Collected data entries:
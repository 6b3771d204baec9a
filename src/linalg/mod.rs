//! Linear-algebra kernel.
//!
//! - `vector` holds dimension-generic vector arithmetic over `[f32; N]`
//! - `matrix` holds 2×2/3×3/4×4 helpers and rigid transforms on `cgmath` types

pub mod matrix;
pub mod vector;
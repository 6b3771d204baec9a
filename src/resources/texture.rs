use crate::data_structures::texture::{self, Texture};

/// Layout of a colour texture as the lit program samples it: the texture at
/// binding 0 and its filtering sampler at binding 1.
pub fn diffuse_layout(device: &wgpu::Device) -> wgpu::BindGroupLayout {
    device.create_bind_group_layout(&wgpu::BindGroupLayoutDescriptor {
        entries: &[
            wgpu::BindGroupLayoutEntry {
                binding: 0,
                visibility: wgpu::ShaderStages::FRAGMENT,
                ty: wgpu::BindingType::Texture {
                    multisampled: false,
                    view_dimension: wgpu::TextureViewDimension::D2,
                    sample_type: wgpu::TextureSampleType::Float { filterable: true },
                },
                count: None,
            },
            wgpu::BindGroupLayoutEntry {
                binding: 1,
                visibility: wgpu::ShaderStages::FRAGMENT,
                ty: wgpu::BindingType::Sampler(wgpu::SamplerBindingType::Filtering),
                count: None,
            },
        ],
        label: Some("diffuse_texture_bind_group_layout"),
    })
}

/// Bind group for `tex` under [`diffuse_layout`]. Textures without their own
/// sampler get the default one.
pub fn mk_diffuse_bind_group(
    device: &wgpu::Device,
    layout: &wgpu::BindGroupLayout,
    tex: &Texture,
    label: &str,
) -> wgpu::BindGroup {
    let fallback;
    let sampler = match &tex.sampler {
        Some(sampler) => sampler,
        None => {
            fallback = texture::create_default_sampler(device);
            &fallback
        }
    };
    device.create_bind_group(&wgpu::BindGroupDescriptor {
        layout,
        entries: &[
            wgpu::BindGroupEntry {
                binding: 0,
                resource: wgpu::BindingResource::TextureView(&tex.view),
            },
            wgpu::BindGroupEntry {
                binding: 1,
                resource: wgpu::BindingResource::Sampler(sampler),
            },
        ],
        label: Some(label),
    })
}
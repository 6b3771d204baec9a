use std::f32::consts::{FRAC_PI_2, FRAC_PI_3, FRAC_PI_4, PI};

use cgmath::{InnerSpace, Matrix, Matrix2, SquareMatrix, Vector2, Vector3, Vector4};
use scene_ngin::linalg::{matrix, vector};

use crate::common::test_utils::{assert_close, assert_close3};

mod common;

#[test]
fn unit_leaves_output_alone_for_zero_vector() {
    let mut out = [7.0, 8.0, 9.0];
    assert_eq!(vector::unit(&[0.0; 3], &mut out), 0.0);
    assert_eq!(out, [7.0, 8.0, 9.0]);
    assert_eq!(vector::normalized(&[0.0; 3]), None);

    assert_close(vector::unit(&[3.0, 4.0], &mut [0.0; 2]), 5.0);
    let mut out = [0.0; 2];
    vector::unit(&[3.0, 4.0], &mut out);
    assert_close(out[0], 0.6);
    assert_close(out[1], 0.8);
}

#[test]
fn should_follow_right_hand_rule() {
    assert_eq!(vector::cross(&[1.0, 0.0, 0.0], &[0.0, 1.0, 0.0]), [0.0, 0.0, 1.0]);
    assert_eq!(vector::cross(&[0.0, 1.0, 0.0], &[1.0, 0.0, 0.0]), [0.0, 0.0, -1.0]);
    let v = [1.0, 2.0, 3.0];
    assert_eq!(vector::add(&v, &vector::scale(-1.0, &v)), [0.0; 3]);
    assert_eq!(vector::subtract(&v, &v), [0.0; 3]);
    assert_eq!(vector::dot(&v, &v), 14.0);
}

#[test]
fn spherical_measures_phi_from_z() {
    assert_close3(vector::spherical(2.0, 0.0, 1.3), [0.0, 0.0, 2.0]);
    assert_close3(vector::spherical(1.0, FRAC_PI_2, 0.0), [1.0, 0.0, 0.0]);
    assert_close3(vector::spherical(1.0, FRAC_PI_2, FRAC_PI_2), [0.0, 1.0, 0.0]);
    assert_close(vector::length(&vector::spherical(3.0, 0.7, -2.1)), 3.0);
}

#[test]
fn singular_matrix_has_no_inverse() {
    let singular = Matrix2::new(1.0, 2.0, 2.0, 4.0);
    let before = Matrix2::new(9.0, 9.0, 9.0, 9.0);
    let mut inverse = before;
    assert_eq!(matrix::mat22_invert(&singular, &mut inverse), 0.0);
    assert_eq!(inverse, before);

    let m = matrix::mat22_columns(Vector2::new(2.0, 1.0), Vector2::new(1.0, 1.0));
    assert_close(matrix::mat22_invert(&m, &mut inverse), 1.0);
    let product = m * inverse;
    assert_close(product.x.x, 1.0);
    assert_close(product.y.x, 0.0);
    assert_close(product.x.y, 0.0);
    assert_close(product.y.y, 1.0);
}

#[test]
fn planar_isometry_rotates_then_translates() {
    let m = matrix::mat33_isometry(FRAC_PI_2, 1.0, 2.0);
    let p = m * Vector3::new(1.0, 0.0, 1.0);
    assert_close3(p.into(), [1.0, 3.0, 1.0]);
}

#[test]
fn rodrigues_rotation_is_orthonormal() {
    let axis = Vector3::new(1.0, 1.0, 1.0).normalize();
    let r = matrix::angle_axis_rotation(2.0 * PI / 3.0, axis);
    // a third of a turn about the diagonal cycles the axes
    assert_close3((r * Vector3::unit_x()).into(), [0.0, 1.0, 0.0]);
    assert_close3((r * Vector3::unit_y()).into(), [0.0, 0.0, 1.0]);
    assert_close3((r * axis).into(), axis.into());

    let should_be_identity = r * r.transpose();
    for c in 0..3 {
        for row in 0..3 {
            assert_close(should_be_identity[c][row], if c == row { 1.0 } else { 0.0 });
        }
    }
    assert_close(r.determinant(), 1.0);
}

#[test]
fn basis_rotation_maps_pair_onto_pair() {
    let u = Vector3::unit_x();
    let v = Vector3::unit_y();
    let a = Vector3::new(0.0, 0.0, 1.0);
    let b = Vector3::new(-1.0, 0.0, 0.0);
    let r = matrix::basis_rotation(u, v, a, b);
    assert_close3((r * u).into(), a.into());
    assert_close3((r * v).into(), b.into());
    assert_close3((r * u.cross(v)).into(), a.cross(b).into());
}

#[test]
fn look_from_points_z_away_and_y_up() {
    for (phi, theta) in [(FRAC_PI_4, FRAC_PI_4), (FRAC_PI_3, -2.0), (2.5, 0.3)] {
        let r = matrix::look_from(phi, theta);
        assert_close3(r.z.into(), vector::spherical(1.0, phi, theta));
        assert!(r.y.z > 0.0, "up vector {:?} points down", r.y);
        assert_close(r.x.dot(r.y), 0.0);
        assert_close(r.determinant(), 1.0);
        // the horizontal axis stays horizontal
        assert_close(r.x.z, 0.0);
    }
}

#[test]
fn inverse_isometry_undoes_isometry() {
    let rotation = matrix::angle_axis_rotation(0.8, Vector3::new(0.0, 0.6, 0.8));
    let translation = Vector3::new(3.0, -1.0, 2.5);
    let m = matrix::isometry(&rotation, &translation);
    let inverse = matrix::inverse_isometry(&rotation, &translation);

    for product in [inverse * m, m * inverse] {
        let identity = cgmath::Matrix4::identity();
        for c in 0..4 {
            for r in 0..4 {
                assert_close(product[c][r], identity[c][r]);
            }
        }
        // the bottom row stays (0, 0, 0, 1)
        assert_eq!([product.x.w, product.y.w, product.z.w, product.w.w], [0.0, 0.0, 0.0, 1.0]);
    }

    let p = Vector4::new(1.0, 2.0, 3.0, 1.0);
    let back = inverse * (m * p);
    for i in 0..4 {
        assert_close(back[i], p[i]);
    }
    assert_eq!(matrix::mat44_identity(), cgmath::Matrix4::identity());
    // rotation first, translation second
    let moved = m * Vector4::new(0.0, 0.0, 0.0, 1.0);
    assert_close3(moved.truncate().into(), translation.into());
}
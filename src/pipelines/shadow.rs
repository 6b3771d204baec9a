//! Depth-only pass that renders the scene from every light.

use std::num::NonZeroU64;

use wgpu::util::DeviceExt;

use crate::{
    data_structures::{
        light::{Light, MAX_LIGHTS},
        scene_graph::PassSpec,
        texture::Texture,
    },
    pipelines::{self, SHADOW_BINDING, VertexLayout},
    render::{DRAW_BLOCK_SIZE, ProgramLayout},
};

pub const LIGHT_GROUP: u32 = 0;

/// Size of one light's viewing matrix in the light buffer.
const LIGHT_VIEW_SIZE: u64 = 64;

pub fn program_layout() -> ProgramLayout {
    ProgramLayout::default()
        .with_uniform("modeling", 0)
        .with_attribute("position", 0)
}

pub struct ShadowPipeline {
    pub layout: ProgramLayout,
    /// What every mesh's [`SHADOW_BINDING`] configuration has to match.
    pub vertex_layout: VertexLayout,
    pub pipeline: wgpu::RenderPipeline,
    pub light_layout: wgpu::BindGroupLayout,
}

impl ShadowPipeline {
    pub fn new(
        device: &wgpu::Device,
        draw_layout: &wgpu::BindGroupLayout,
        depth_bias: wgpu::DepthBiasState,
    ) -> anyhow::Result<Self> {
        let layout = program_layout();
        let light_layout = device.create_bind_group_layout(&wgpu::BindGroupLayoutDescriptor {
            entries: &[wgpu::BindGroupLayoutEntry {
                binding: 0,
                visibility: wgpu::ShaderStages::VERTEX,
                ty: wgpu::BindingType::Buffer {
                    ty: wgpu::BufferBindingType::Uniform,
                    has_dynamic_offset: true,
                    min_binding_size: NonZeroU64::new(LIGHT_VIEW_SIZE),
                },
                count: None,
            }],
            label: Some("shadow_light_bind_group_layout"),
        });
        let pipeline_layout = device.create_pipeline_layout(&wgpu::PipelineLayoutDescriptor {
            label: Some("Shadow Pipeline Layout"),
            bind_group_layouts: &[Some(&light_layout), Some(draw_layout)],
            immediate_size: 0,
        });
        let vertex_layout = VertexLayout::shape(&Self::locations(&layout))?;
        let shader = wgpu::ShaderModuleDescriptor {
            label: Some("Shadow Shader"),
            source: wgpu::ShaderSource::Wgsl(include_str!("shadow.wgsl").into()),
        };
        let pipeline = pipelines::mk_render_pipeline(
            device,
            "Shadow Pipeline",
            &pipeline_layout,
            None,
            depth_bias,
            &[vertex_layout.buffer_layout()],
            shader,
        );
        Ok(Self {
            layout,
            vertex_layout,
            pipeline,
            light_layout,
        })
    }

    fn locations(layout: &ProgramLayout) -> [Option<u32>; 3] {
        [layout.attribute_location("position"), None, None]
    }

    /// Locations to bind a mesh's [`SHADOW_BINDING`] configuration to. Only
    /// the position is read.
    pub fn attribute_locations(&self) -> [Option<u32>; 3] {
        Self::locations(&self.layout)
    }

    /// Modeling matrix only: no per-node uniforms, no textures.
    pub fn pass_spec(&self) -> PassSpec {
        PassSpec {
            modeling: self.layout.uniform_location("modeling"),
            uniforms: Vec::new(),
            binding: SHADOW_BINDING,
            samplers: Vec::new(),
        }
    }
}

/// One shadow-map layer per light slot plus the viewing matrices that fill
/// them.
pub struct ShadowMaps {
    pub texture: Texture,
    layer_views: Vec<wgpu::TextureView>,
    light_buffer: wgpu::Buffer,
    light_bind_group: wgpu::BindGroup,
    /// What the lit pass samples: the whole array and the compare sampler.
    pub sample_bind_group: wgpu::BindGroup,
    resolution: u32,
}

impl ShadowMaps {
    pub fn new(
        device: &wgpu::Device,
        pipeline: &ShadowPipeline,
        sample_layout: &wgpu::BindGroupLayout,
        resolution: u32,
    ) -> anyhow::Result<Self> {
        let resolution = resolution.max(1);
        let texture = Texture::create_shadow_array(device, resolution, MAX_LIGHTS as u32, "shadow maps");
        let layer_views = (0..MAX_LIGHTS as u32).map(|layer| texture.layer_view(layer)).collect();

        // one 256 byte block per light keeps the dynamic offsets aligned
        let light_buffer = device.create_buffer_init(&wgpu::util::BufferInitDescriptor {
            label: Some("Shadow Light Buffer"),
            contents: &vec![0u8; MAX_LIGHTS * DRAW_BLOCK_SIZE as usize],
            usage: wgpu::BufferUsages::UNIFORM | wgpu::BufferUsages::COPY_DST,
        });
        let light_bind_group = device.create_bind_group(&wgpu::BindGroupDescriptor {
            layout: &pipeline.light_layout,
            entries: &[wgpu::BindGroupEntry {
                binding: 0,
                resource: wgpu::BindingResource::Buffer(wgpu::BufferBinding {
                    buffer: &light_buffer,
                    offset: 0,
                    size: NonZeroU64::new(LIGHT_VIEW_SIZE),
                }),
            }],
            label: Some("shadow_light_bind_group"),
        });

        let sampler = texture
            .sampler
            .as_ref()
            .ok_or_else(|| anyhow::anyhow!("shadow maps were created without a compare sampler"))?;
        let sample_bind_group = device.create_bind_group(&wgpu::BindGroupDescriptor {
            layout: sample_layout,
            entries: &[
                wgpu::BindGroupEntry {
                    binding: 0,
                    resource: wgpu::BindingResource::TextureView(&texture.view),
                },
                wgpu::BindGroupEntry {
                    binding: 1,
                    resource: wgpu::BindingResource::Sampler(sampler),
                },
            ],
            label: Some("shadow_sample_bind_group"),
        });

        Ok(Self {
            texture,
            layer_views,
            light_buffer,
            light_bind_group,
            sample_bind_group,
            resolution,
        })
    }

    pub fn resolution(&self) -> u32 {
        self.resolution
    }

    /// Uploads the viewing matrix of each light into its block. Lights past
    /// [`MAX_LIGHTS`] are ignored.
    pub fn write_lights(&self, queue: &wgpu::Queue, lights: &[Light], near: f32, far: f32) {
        for (layer, light) in lights.iter().take(MAX_LIGHTS).enumerate() {
            let viewing: [[f32; 4]; 4] = light.viewing(near, far).into();
            queue.write_buffer(
                &self.light_buffer,
                layer as wgpu::BufferAddress * DRAW_BLOCK_SIZE,
                bytemuck::cast_slice(&viewing),
            );
        }
    }

    /// Starts the depth pass of light `layer`: clears its map, sets the
    /// viewport to the whole map and binds the light. Dropping the pass ends
    /// it.
    pub fn begin_depth_pass<'e>(
        &self,
        encoder: &'e mut wgpu::CommandEncoder,
        pipeline: &ShadowPipeline,
        layer: usize,
    ) -> Option<wgpu::RenderPass<'e>> {
        let view = self.layer_views.get(layer)?;
        let mut pass = encoder.begin_render_pass(&wgpu::RenderPassDescriptor {
            label: Some("Shadow Pass"),
            color_attachments: &[],
            depth_stencil_attachment: Some(wgpu::RenderPassDepthStencilAttachment {
                view,
                depth_ops: Some(wgpu::Operations {
                    load: wgpu::LoadOp::Clear(1.0),
                    store: wgpu::StoreOp::Store,
                }),
                stencil_ops: None,
            }),
            occlusion_query_set: None,
            timestamp_writes: None,
            multiview_mask: None,
        });
        let size = self.resolution as f32;
        pass.set_viewport(0.0, 0.0, size, size, 0.0, 1.0);
        pass.set_scissor_rect(0, 0, self.resolution, self.resolution);
        pass.set_pipeline(&pipeline.pipeline);
        let offset = layer as wgpu::BufferAddress * DRAW_BLOCK_SIZE;
        pass.set_bind_group(LIGHT_GROUP, &self.light_bind_group, &[offset as wgpu::DynamicOffset]);
        Some(pass)
    }
}
//! GPU-resident meshes.
//!
//! A [`GpuMesh`] uploads the interleaved vertices and the triangle indices of
//! a CPU [`Mesh`] once, into static buffers. On top of that single upload it
//! keeps several binding configurations, each of which maps the mesh's
//! attributes onto the input locations of one shader program. The lit pass
//! and the shadow pass draw the same buffers through different
//! configurations.

use log::{info, warn};
use thiserror::Error;
use wgpu::util::DeviceExt;

use crate::data_structures::mesh::Mesh;

#[derive(Error, Debug, PartialEq)]
pub enum GpuMeshError {
    #[error("attribute {index} has dimension {dim}, only 1 to 4 are supported")]
    InvalidDimension { index: usize, dim: u32 },
    #[error("attributes need {declared} floats per vertex but the mesh has {available}")]
    DimensionOverflow { declared: u32, available: usize },
    #[error("{given} shader locations for {expected} attributes")]
    LocationCount { given: usize, expected: usize },
    #[error("binding configuration {index} does not exist, the mesh has {count}")]
    BindingOutOfRange { index: usize, count: usize },
    #[error("binding configuration {index} was never bound")]
    Unbound { index: usize },
    #[error("binding configuration {index} has stride {stride}, the pipeline reads {expected}")]
    StrideMismatch {
        index: usize,
        stride: wgpu::BufferAddress,
        expected: wgpu::BufferAddress,
    },
    #[error("binding configuration {index} feeds other attributes than the pipeline reads")]
    AttributeMismatch { index: usize },
}

fn float_format(dim: u32) -> Option<wgpu::VertexFormat> {
    match dim {
        1 => Some(wgpu::VertexFormat::Float32),
        2 => Some(wgpu::VertexFormat::Float32x2),
        3 => Some(wgpu::VertexFormat::Float32x3),
        4 => Some(wgpu::VertexFormat::Float32x4),
        _ => None,
    }
}

/// Maps consecutive attributes of `attr_dims` floats onto `locations`.
///
/// Attribute `i` starts right after attribute `i - 1` ends. A location of
/// `None` leaves that attribute out of the configuration without moving the
/// ones after it.
pub fn vertex_attributes(
    attr_dims: &[u32],
    locations: &[Option<u32>],
) -> Result<Vec<wgpu::VertexAttribute>, GpuMeshError> {
    if attr_dims.len() != locations.len() {
        return Err(GpuMeshError::LocationCount {
            given: locations.len(),
            expected: attr_dims.len(),
        });
    }
    let mut attributes = Vec::with_capacity(attr_dims.len());
    let mut offset: wgpu::BufferAddress = 0;
    for (index, (dim, location)) in attr_dims.iter().zip(locations).enumerate() {
        let format = float_format(*dim).ok_or(GpuMeshError::InvalidDimension { index, dim: *dim })?;
        if let Some(shader_location) = location {
            attributes.push(wgpu::VertexAttribute {
                offset,
                shader_location: *shader_location,
                format,
            });
        }
        offset += format.size();
    }
    Ok(attributes)
}

#[derive(Debug)]
pub struct GpuMesh {
    label: String,
    vertex_buffer: wgpu::Buffer,
    index_buffer: wgpu::Buffer,
    vertex_count: usize,
    index_count: u32,
    attr_dims: Vec<u32>,
    array_stride: wgpu::BufferAddress,
    bindings: Vec<Option<Vec<wgpu::VertexAttribute>>>,
}

impl GpuMesh {
    /// Uploads `mesh` and reserves `binding_count` binding configurations,
    /// none of which is usable before [`bind_attributes`](Self::bind_attributes).
    ///
    /// `attr_dims` splits each vertex into attributes. The dimensions may add
    /// up to less than the mesh's `attr_dim`; trailing floats are then skipped.
    /// A mesh without triangles uploads fine and draws nothing.
    pub fn new(
        device: &wgpu::Device,
        mesh: &Mesh,
        attr_dims: &[u32],
        binding_count: usize,
        label: &str,
    ) -> Result<Self, GpuMeshError> {
        for (index, dim) in attr_dims.iter().enumerate() {
            if float_format(*dim).is_none() {
                return Err(GpuMeshError::InvalidDimension { index, dim: *dim });
            }
        }
        let declared: u32 = attr_dims.iter().sum();
        if declared as usize > mesh.attr_dim() {
            return Err(GpuMeshError::DimensionOverflow {
                declared,
                available: mesh.attr_dim(),
            });
        }
        let vertex_buffer = device.create_buffer_init(&wgpu::util::BufferInitDescriptor {
            label: Some(&format!("{label} Vertex Buffer")),
            contents: bytemuck::cast_slice(mesh.vertices()),
            usage: wgpu::BufferUsages::VERTEX,
        });
        let index_buffer = device.create_buffer_init(&wgpu::util::BufferInitDescriptor {
            label: Some(&format!("{label} Index Buffer")),
            contents: bytemuck::cast_slice(mesh.triangles()),
            usage: wgpu::BufferUsages::INDEX,
        });
        info!(
            "uploaded mesh {label}: {} vertices, {} triangles",
            mesh.vertex_count(),
            mesh.triangle_count()
        );

        Ok(Self {
            label: label.to_string(),
            vertex_buffer,
            index_buffer,
            vertex_count: mesh.vertex_count(),
            index_count: (mesh.triangle_count() * 3) as u32,
            attr_dims: attr_dims.to_vec(),
            array_stride: (mesh.attr_dim() * std::mem::size_of::<f32>()) as wgpu::BufferAddress,
            bindings: vec![None; binding_count],
        })
    }

    pub fn label(&self) -> &str {
        &self.label
    }

    pub fn binding_count(&self) -> usize {
        self.bindings.len()
    }

    pub fn index_count(&self) -> u32 {
        self.index_count
    }

    pub fn is_empty(&self) -> bool {
        self.index_count == 0 || self.vertex_count == 0
    }

    /// Connects the declared attributes, in order, to `locations` for
    /// configuration `index`. The locations must belong to the program that
    /// will draw through this configuration.
    pub fn bind_attributes(&mut self, index: usize, locations: &[Option<u32>]) -> Result<(), GpuMeshError> {
        let count = self.bindings.len();
        let attributes = vertex_attributes(&self.attr_dims, locations)?;
        let slot = self
            .bindings
            .get_mut(index)
            .ok_or(GpuMeshError::BindingOutOfRange { index, count })?;
        *slot = Some(attributes);
        Ok(())
    }

    /// Vertex buffer layout of configuration `index`, or `None` while it is
    /// unbound.
    pub fn layout(&self, index: usize) -> Option<wgpu::VertexBufferLayout<'_>> {
        let attributes = self.bindings.get(index)?.as_deref()?;
        Some(wgpu::VertexBufferLayout {
            array_stride: self.array_stride,
            step_mode: wgpu::VertexStepMode::Vertex,
            attributes,
        })
    }

    /// Checks that configuration `index` feeds exactly the vertex layout a
    /// pipeline was built with.
    pub fn check_layout(&self, index: usize, expected: &wgpu::VertexBufferLayout<'_>) -> Result<(), GpuMeshError> {
        let count = self.bindings.len();
        if index >= count {
            return Err(GpuMeshError::BindingOutOfRange { index, count });
        }
        let layout = self.layout(index).ok_or(GpuMeshError::Unbound { index })?;
        if layout.array_stride != expected.array_stride {
            return Err(GpuMeshError::StrideMismatch {
                index,
                stride: layout.array_stride,
                expected: expected.array_stride,
            });
        }
        if layout.attributes != expected.attributes {
            return Err(GpuMeshError::AttributeMismatch { index });
        }
        Ok(())
    }

    pub fn bind_buffers(&self, pass: &mut wgpu::RenderPass<'_>) {
        // empty buffers cannot be sliced
        if self.is_empty() {
            return;
        }
        pass.set_vertex_buffer(0, self.vertex_buffer.slice(..));
        pass.set_index_buffer(self.index_buffer.slice(..), wgpu::IndexFormat::Uint32);
    }

    /// Draws the triangles through configuration `index`, assuming the buffers
    /// are already bound and a matching pipeline is set.
    pub fn draw(&self, pass: &mut wgpu::RenderPass<'_>, index: usize) {
        match self.bindings.get(index) {
            Some(Some(_)) if self.is_empty() => {}
            Some(Some(_)) => pass.draw_indexed(0..self.index_count, 0, 0..1),
            Some(None) => warn!("mesh {}: binding configuration {index} was never bound", self.label),
            None => warn!("mesh {}: binding configuration {index} does not exist", self.label),
        }
    }

    /// Binds the buffers and draws through configuration `index`.
    pub fn render(&self, pass: &mut wgpu::RenderPass<'_>, index: usize) {
        self.bind_buffers(pass);
        self.draw(pass, index);
    }

    /// Releases both device buffers right away instead of when the last
    /// handle drops. The CPU mesh is untouched.
    pub fn destroy(self) {
        self.vertex_buffer.destroy();
        self.index_buffer.destroy();
    }
}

§ Task prompt:
Lines containing the word "each" are to be located in the entries and copied.

§ Result of the task:
    /// Uploads the viewing matrix of each light into its block. Lights past
//! keeps several binding configurations, each of which maps the mesh's
    /// `attr_dims` splits each vertex into attributes. The dimensions may add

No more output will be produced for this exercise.